EXERCISE MATERIALS:
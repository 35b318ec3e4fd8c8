use anyhow::Result;

use stride_core::models::{ProfilePatch, UserProfile};

use super::Client;
use super::helpers::{or_dash, print_json};

fn print_profile(client: &Client, profile: &UserProfile) {
    let units = client.app.settings().units;
    println!("=== {} ===", profile.display_name);
    println!("  email:   {}", profile.email);
    println!(
        "  height:  {}",
        or_dash(profile.height.map(|h| format!("{h} {}", units.length_unit())))
    );
    println!(
        "  weight:  {}",
        or_dash(profile.weight.map(|w| format!("{w} {}", units.weight_unit())))
    );
    if !profile.goals.is_empty() {
        println!("  goals:   {}", profile.goals.join(", "));
    }
    if let Some(photo) = &profile.photo_url {
        println!("  photo:   {photo}");
    }
    println!("  joined:  {}", profile.created_at);
}

pub(crate) async fn cmd_profile_show(client: &Client, json: bool) -> Result<()> {
    let uid = client.uid()?;
    let profile = client.app.profile.fetch(&uid).await?;
    if json {
        return print_json(&profile);
    }
    print_profile(client, &profile);
    Ok(())
}

pub(crate) struct ProfileArgs {
    pub name: Option<String>,
    pub photo: Option<String>,
    pub clear_photo: bool,
    pub height: Option<f64>,
    pub weight: Option<f64>,
    pub goals: Vec<String>,
    pub clear_goals: bool,
}

impl ProfileArgs {
    /// Everything but the display name, which goes through the account.
    fn patch(self) -> ProfilePatch {
        let photo_url = if self.clear_photo {
            Some(None)
        } else {
            self.photo.map(Some)
        };
        let goals = if self.clear_goals {
            Some(Vec::new())
        } else if self.goals.is_empty() {
            None
        } else {
            Some(self.goals)
        };
        ProfilePatch {
            display_name: None,
            photo_url,
            height: self.height.map(Some),
            weight: self.weight.map(Some),
            goals,
            preferences: None,
        }
    }
}

pub(crate) async fn cmd_profile_update(client: &Client, args: ProfileArgs, json: bool) -> Result<()> {
    let uid = client.uid()?;
    let name = args.name.clone();
    let patch = args.patch();

    if name.is_none() && patch.is_empty() {
        anyhow::bail!("Nothing to update. Pass --name, --photo, --height, --weight or --goal");
    }
    if let Some(name) = &name {
        client.auth.update_display_name(name).await?;
    }
    let profile = if patch.is_empty() {
        client.app.profile.fetch(&uid).await?
    } else {
        client.app.profile.update(&uid, &patch).await?
    };

    if json {
        return print_json(&profile);
    }
    println!("Profile updated");
    print_profile(client, &profile);
    Ok(())
}
use std::sync::Arc;

use axum::{
    Json, Router,
    extract::{Path, Query, Request, State},
    http::{HeaderValue, StatusCode, header},
    middleware::{self, Next},
    response::{IntoResponse, Response},
    routing::get,
};
use serde::Serialize;
use serde_json::Value;
use tower_http::limit::RequestBodyLimitLayer;
use tracing::{error, info, warn};

use stride_core::Error;
use stride_core::store::{self, Direction, Document, DocumentStore};

const BODY_LIMIT: usize = 5 * 1024 * 1024; // 5 MB

#[derive(Clone)]
struct AppState {
    store: Arc<dyn DocumentStore>,
    api_key: Option<String>,
}

#[derive(Serialize)]
struct ErrorResponse {
    error: String,
}

// --- Error handling ---

enum ApiError {
    NotFound(String),
    BadRequest(String),
    Internal(String),
}

impl IntoResponse for ApiError {
    fn into_response(self) -> Response {
        let (status, message) = match self {
            Self::NotFound(msg) => (StatusCode::NOT_FOUND, msg),
            Self::BadRequest(msg) => (StatusCode::BAD_REQUEST, msg),
            Self::Internal(msg) => {
                error!(error = %msg, "Internal server error");
                (
                    StatusCode::INTERNAL_SERVER_ERROR,
                    "Internal server error".to_string(),
                )
            }
        };
        (status, Json(ErrorResponse { error: message })).into_response()
    }
}

impl From<Error> for ApiError {
    fn from(err: Error) -> Self {
        match err {
            Error::Validation(msg) => Self::BadRequest(msg),
            Error::NotFound(msg) => Self::NotFound(msg),
            Error::Remote(msg) | Error::Auth(msg) => Self::Internal(msg),
        }
    }
}

// --- Query parsing ---

/// `where=field:value` and `order=field[:asc|desc]`, in any number and order.
/// Filter values are read as JSON when they parse, so `completed:true`
/// matches a boolean and `userId:"42"` a string; anything else is a string.
fn parse_query(params: &[(String, String)]) -> Result<store::Query, ApiError> {
    let mut query = store::Query::new();
    for (key, raw) in params {
        match key.as_str() {
            "where" => {
                let (field, value) = raw.split_once(':').ok_or_else(|| {
                    ApiError::BadRequest(format!("Invalid filter '{raw}'. Use field:value"))
                })?;
                let value = serde_json::from_str::<Value>(value)
                    .unwrap_or_else(|_| Value::String(value.to_string()));
                query = query.where_eq(field, value);
            }
            "order" => {
                let (field, direction) = match raw.split_once(':') {
                    Some((field, "asc")) => (field, Direction::Asc),
                    Some((field, "desc")) => (field, Direction::Desc),
                    Some((_, other)) => {
                        return Err(ApiError::BadRequest(format!(
                            "Invalid sort direction '{other}'. Use asc or desc"
                        )));
                    }
                    None => (raw.as_str(), Direction::Asc),
                };
                query = query.order_by(field, direction);
            }
            other => {
                return Err(ApiError::BadRequest(format!(
                    "Unknown query parameter '{other}'"
                )));
            }
        }
    }
    Ok(query)
}

// --- Middleware ---

async fn require_auth(State(state): State<AppState>, request: Request, next: Next) -> Response {
    if let Some(ref expected_key) = state.api_key {
        let authorized = request
            .headers()
            .get(header::AUTHORIZATION)
            .and_then(|v| v.to_str().ok())
            .and_then(|v| v.strip_prefix("Bearer "))
            .is_some_and(|token| token == expected_key);

        if !authorized {
            return (
                StatusCode::UNAUTHORIZED,
                Json(ErrorResponse {
                    error: "Invalid or missing API key".to_string(),
                }),
            )
                .into_response();
        }
    }
    next.run(request).await
}

async fn security_headers(request: Request, next: Next) -> Response {
    let mut response = next.run(request).await;
    let headers = response.headers_mut();
    headers.insert(
        "x-content-type-options",
        HeaderValue::from_static("nosniff"),
    );
    headers.insert("x-frame-options", HeaderValue::from_static("DENY"));
    headers.insert(
        "content-security-policy",
        HeaderValue::from_static("default-src 'none'"),
    );
    response
}

// --- Handlers ---

async fn list_documents(
    State(state): State<AppState>,
    Path(name): Path<String>,
    Query(params): Query<Vec<(String, String)>>,
) -> Result<Json<Vec<Document>>, ApiError> {
    store::validate_collection(&name)?;
    let query = parse_query(&params)?;
    let docs = state.store.query(&name, &query).await?;
    Ok(Json(docs))
}

async fn create_document(
    State(state): State<AppState>,
    Path(name): Path<String>,
    Json(body): Json<Value>,
) -> Result<(StatusCode, Json<Document>), ApiError> {
    store::validate_collection(&name)?;
    let doc = state.store.insert(&name, body).await?;
    Ok((StatusCode::CREATED, Json(doc)))
}

async fn get_document(
    State(state): State<AppState>,
    Path((name, id)): Path<(String, String)>,
) -> Result<Json<Document>, ApiError> {
    store::validate_collection(&name)?;
    let doc = state
        .store
        .get(&name, &id)
        .await?
        .ok_or_else(|| ApiError::NotFound(format!("No document {name}/{id}")))?;
    Ok(Json(doc))
}

async fn put_document(
    State(state): State<AppState>,
    Path((name, id)): Path<(String, String)>,
    Json(body): Json<Value>,
) -> Result<Json<Document>, ApiError> {
    store::validate_collection(&name)?;
    Ok(Json(state.store.set(&name, &id, body).await?))
}

async fn patch_document(
    State(state): State<AppState>,
    Path((name, id)): Path<(String, String)>,
    Json(body): Json<Value>,
) -> Result<Json<Document>, ApiError> {
    store::validate_collection(&name)?;
    Ok(Json(state.store.update(&name, &id, body).await?))
}

async fn delete_document(
    State(state): State<AppState>,
    Path((name, id)): Path<(String, String)>,
) -> Result<StatusCode, ApiError> {
    store::validate_collection(&name)?;
    if state.store.delete(&name, &id).await? {
        Ok(StatusCode::NO_CONTENT)
    } else {
        Err(ApiError::NotFound(format!("No document {name}/{id}")))
    }
}

fn build_router(state: AppState) -> Router {
    Router::new()
        .route(
            "/api/collections/{name}",
            get(list_documents).post(create_document),
        )
        .route(
            "/api/collections/{name}/{id}",
            get(get_document)
                .put(put_document)
                .patch(patch_document)
                .delete(delete_document),
        )
        .route_layer(middleware::from_fn_with_state(state.clone(), require_auth))
        .layer(RequestBodyLimitLayer::new(BODY_LIMIT))
        .layer(middleware::from_fn(security_headers))
        .with_state(state)
}

// --- Server startup ---

pub async fn start_server(
    store: Arc<dyn DocumentStore>,
    port: u16,
    bind: &str,
    api_key: Option<String>,
) -> anyhow::Result<()> {
    let state = AppState {
        store,
        api_key: api_key.clone(),
    };

    let app = build_router(state);

    if let Some(ref key) = api_key {
        let head = key.get(..4).unwrap_or_default();
        let tail = key.get(key.len().saturating_sub(4)..).unwrap_or_default();
        eprintln!("API key: {head}...{tail} (see api_key file in data directory)");
    } else {
        warn!("Authentication disabled (--no-auth). API is open to anyone.");
    }

    if bind != "127.0.0.1" && bind != "localhost" && api_key.is_none() {
        warn!(
            bind,
            "Listening on a non-local address with no authentication. Any device on your network can access this API."
        );
    }

    let listener = tokio::net::TcpListener::bind(format!("{bind}:{port}")).await?;
    info!("Listening on http://{bind}:{port}");
    axum::serve(listener, app).await?;

    Ok(())
}

/// Serve `store` on an ephemeral local port and return its base URL.
#[cfg(test)]
pub(crate) async fn spawn_local(
    store: Arc<dyn DocumentStore>,
    api_key: Option<String>,
) -> anyhow::Result<String> {
    let listener = tokio::net::TcpListener::bind("127.0.0.1:0").await?;
    let addr = listener.local_addr()?;
    let app = build_router(AppState { store, api_key });
    tokio::spawn(async move { axum::serve(listener, app).await });
    Ok(format!("http://{addr}"))
}
//! Nutrition arithmetic and the derived daily summary.
//!
//! Nutrient amounts are fixed-point (`Quantity`, thousandths in an `i64`) so
//! that the daily summary can be adjusted incrementally on every create,
//! update and delete without accumulating rounding drift: adding a meal's
//! totals and later subtracting them returns exactly to the previous value.

use std::fmt;
use std::iter::Sum;
use std::ops::{Add, AddAssign, Neg, Sub, SubAssign};

use chrono::NaiveDate;
use serde::{Deserialize, Deserializer, Serialize, Serializer};

use crate::collection::Aggregate;
use crate::models::{FoodItem, Meal, MealFilter};

const SCALE: f64 = 1000.0;

/// A nutrient amount (kcal or grams) with three decimal places of precision.
/// Arithmetic saturates at the `i64` bounds instead of overflowing.
#[derive(Debug, Clone, Copy, Default, PartialEq, Eq, PartialOrd, Ord, Hash)]
pub struct Quantity(i64);

impl Quantity {
    pub const ZERO: Quantity = Quantity(0);

    #[must_use]
    pub fn from_milli(milli: i64) -> Self {
        Self(milli)
    }

    /// Round a floating-point amount to the nearest thousandth.
    #[must_use]
    pub fn from_f64(value: f64) -> Self {
        Self((value * SCALE).round() as i64)
    }

    #[must_use]
    pub fn milli(self) -> i64 {
        self.0
    }

    #[must_use]
    #[allow(clippy::cast_precision_loss)]
    pub fn as_f64(self) -> f64 {
        self.0 as f64 / SCALE
    }

    /// Multiply by a serving quantity, rounding once at the end.
    #[must_use]
    #[allow(clippy::cast_precision_loss)]
    pub fn scale(self, factor: f64) -> Self {
        Self((self.0 as f64 * factor).round() as i64)
    }

    #[must_use]
    pub fn is_negative(self) -> bool {
        self.0 < 0
    }
}

impl fmt::Display for Quantity {
    fn fmt(&self, f: &mut fmt::Formatter<'_>) -> fmt::Result {
        match f.precision() {
            Some(p) => write!(f, "{:.*}", p, self.as_f64()),
            None => write!(f, "{}", self.as_f64()),
        }
    }
}

impl Add for Quantity {
    type Output = Quantity;
    fn add(self, rhs: Quantity) -> Quantity {
        Quantity(self.0.saturating_add(rhs.0))
    }
}

impl Sub for Quantity {
    type Output = Quantity;
    fn sub(self, rhs: Quantity) -> Quantity {
        Quantity(self.0.saturating_sub(rhs.0))
    }
}

impl AddAssign for Quantity {
    fn add_assign(&mut self, rhs: Quantity) {
        *self = *self + rhs;
    }
}

impl SubAssign for Quantity {
    fn sub_assign(&mut self, rhs: Quantity) {
        *self = *self - rhs;
    }
}

impl Neg for Quantity {
    type Output = Quantity;
    fn neg(self) -> Quantity {
        Quantity(self.0.saturating_neg())
    }
}

impl Sum for Quantity {
    fn sum<I: Iterator<Item = Quantity>>(iter: I) -> Quantity {
        iter.fold(Quantity::ZERO, Add::add)
    }
}

impl From<f64> for Quantity {
    fn from(value: f64) -> Self {
        Self::from_f64(value)
    }
}

impl Serialize for Quantity {
    fn serialize<S: Serializer>(&self, serializer: S) -> Result<S::Ok, S::Error> {
        serializer.serialize_f64(self.as_f64())
    }
}

impl<'de> Deserialize<'de> for Quantity {
    fn deserialize<D: Deserializer<'de>>(deserializer: D) -> Result<Self, D::Error> {
        let value = f64::deserialize(deserializer)?;
        if !value.is_finite() {
            return Err(serde::de::Error::custom("nutrient amount must be finite"));
        }
        Ok(Self::from_f64(value))
    }
}

/// Calories and macronutrients, serialized with the `total*` field names a
/// meal document stores them under.
#[derive(Debug, Clone, Copy, Default, PartialEq, Eq, Serialize, Deserialize)]
pub struct NutritionTotals {
    #[serde(rename = "totalCalories")]
    pub calories: Quantity,
    #[serde(rename = "totalProtein")]
    pub protein: Quantity,
    #[serde(rename = "totalCarbs")]
    pub carbs: Quantity,
    #[serde(rename = "totalFat")]
    pub fat: Quantity,
}

impl NutritionTotals {
    pub const ZERO: NutritionTotals = NutritionTotals {
        calories: Quantity::ZERO,
        protein: Quantity::ZERO,
        carbs: Quantity::ZERO,
        fat: Quantity::ZERO,
    };

    #[must_use]
    pub fn new(calories: f64, protein: f64, carbs: f64, fat: f64) -> Self {
        Self {
            calories: Quantity::from_f64(calories),
            protein: Quantity::from_f64(protein),
            carbs: Quantity::from_f64(carbs),
            fat: Quantity::from_f64(fat),
        }
    }

    /// Totals of a food list: each item contributes its per-serving amounts
    /// times its quantity.
    #[must_use]
    pub fn from_foods(foods: &[FoodItem]) -> Self {
        foods.iter().map(FoodItem::totals).sum()
    }
}

impl Add for NutritionTotals {
    type Output = NutritionTotals;
    fn add(self, rhs: NutritionTotals) -> NutritionTotals {
        NutritionTotals {
            calories: self.calories + rhs.calories,
            protein: self.protein + rhs.protein,
            carbs: self.carbs + rhs.carbs,
            fat: self.fat + rhs.fat,
        }
    }
}

impl Sub for NutritionTotals {
    type Output = NutritionTotals;
    fn sub(self, rhs: NutritionTotals) -> NutritionTotals {
        NutritionTotals {
            calories: self.calories - rhs.calories,
            protein: self.protein - rhs.protein,
            carbs: self.carbs - rhs.carbs,
            fat: self.fat - rhs.fat,
        }
    }
}

impl AddAssign for NutritionTotals {
    fn add_assign(&mut self, rhs: NutritionTotals) {
        *self = *self + rhs;
    }
}

impl SubAssign for NutritionTotals {
    fn sub_assign(&mut self, rhs: NutritionTotals) {
        *self = *self - rhs;
    }
}

impl Sum for NutritionTotals {
    fn sum<I: Iterator<Item = NutritionTotals>>(iter: I) -> NutritionTotals {
        iter.fold(NutritionTotals::ZERO, Add::add)
    }
}

/// Nutrition totals across every meal logged on one date. Never persisted.
#[derive(Debug, Clone, PartialEq, Eq, Serialize, Deserialize)]
#[serde(rename_all = "camelCase")]
pub struct DailySummary {
    pub date: NaiveDate,
    #[serde(flatten)]
    pub totals: NutritionTotals,
    pub meal_count: usize,
}

impl DailySummary {
    /// Full recomputation over the meals of `date`; meals of other dates are
    /// ignored.
    #[must_use]
    pub fn from_meals(date: NaiveDate, meals: &[Meal]) -> Self {
        let on_date = meals.iter().filter(|m| m.date == date);
        let mut summary = Self {
            date,
            totals: NutritionTotals::ZERO,
            meal_count: 0,
        };
        for meal in on_date {
            summary.totals += meal.totals;
            summary.meal_count += 1;
        }
        summary
    }

    fn add_meal(&mut self, meal: &Meal) {
        if meal.date == self.date {
            self.totals += meal.totals;
            self.meal_count += 1;
        }
    }

    fn remove_meal(&mut self, meal: &Meal) {
        if meal.date == self.date {
            self.totals -= meal.totals;
            self.meal_count = self.meal_count.saturating_sub(1);
        }
    }
}

/// Keeps the nutrition slice's daily summary in step with its meal list.
///
/// The summary tracks exactly one date: the one last fetched. Changes to
/// meals of any other date leave it untouched.
#[derive(Debug, Clone, Default, PartialEq, Eq)]
pub struct DailySummaryTracker {
    summary: Option<DailySummary>,
}

impl DailySummaryTracker {
    #[must_use]
    pub fn summary(&self) -> Option<&DailySummary> {
        self.summary.as_ref()
    }
}

impl Aggregate<Meal> for DailySummaryTracker {
    fn on_fetch_all(&mut self, filter: &MealFilter, items: &[Meal]) {
        self.summary = Some(DailySummary::from_meals(filter.date, items));
    }

    fn on_create(&mut self, item: &Meal) {
        if let Some(summary) = self.summary.as_mut() {
            summary.add_meal(item);
        }
    }

    fn on_update(&mut self, old: &Meal, new: &Meal) {
        if let Some(summary) = self.summary.as_mut() {
            summary.remove_meal(old);
            summary.add_meal(new);
        }
    }

    fn on_delete(&mut self, removed: &Meal) {
        if let Some(summary) = self.summary.as_mut() {
            summary.remove_meal(removed);
        }
    }
}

ASSIGNED TASK: Print only the lines that run from the start of the listing to the line bearing "let goals = if"; please keep the first line and that last one, exactly as they appear.

FINISHED EXERCISE:
repository 35b318ec3e4fd8c8
use anyhow::Result;

use stride_core::models::{ProfilePatch, UserProfile};

use super::Client;
use super::helpers::{or_dash, print_json};

fn print_profile(client: &Client, profile: &UserProfile) {
    let units = client.app.settings().units;
    println!("=== {} ===", profile.display_name);
    println!("  email:   {}", profile.email);
    println!(
        "  height:  {}",
        or_dash(profile.height.map(|h| format!("{h} {}", units.length_unit())))
    );
    println!(
        "  weight:  {}",
        or_dash(profile.weight.map(|w| format!("{w} {}", units.weight_unit())))
    );
    if !profile.goals.is_empty() {
        println!("  goals:   {}", profile.goals.join(", "));
    }
    if let Some(photo) = &profile.photo_url {
        println!("  photo:   {photo}");
    }
    println!("  joined:  {}", profile.created_at);
}

pub(crate) async fn cmd_profile_show(client: &Client, json: bool) -> Result<()> {
    let uid = client.uid()?;
    let profile = client.app.profile.fetch(&uid).await?;
    if json {
        return print_json(&profile);
    }
    print_profile(client, &profile);
    Ok(())
}

pub(crate) struct ProfileArgs {
    pub name: Option<String>,
    pub photo: Option<String>,
    pub clear_photo: bool,
    pub height: Option<f64>,
    pub weight: Option<f64>,
    pub goals: Vec<String>,
    pub clear_goals: bool,
}

impl ProfileArgs {
    /// Everything but the display name, which goes through the account.
    fn patch(self) -> ProfilePatch {
        let photo_url = if self.clear_photo {
            Some(None)
        } else {
            self.photo.map(Some)
        };
        let goals = if self.clear_goals {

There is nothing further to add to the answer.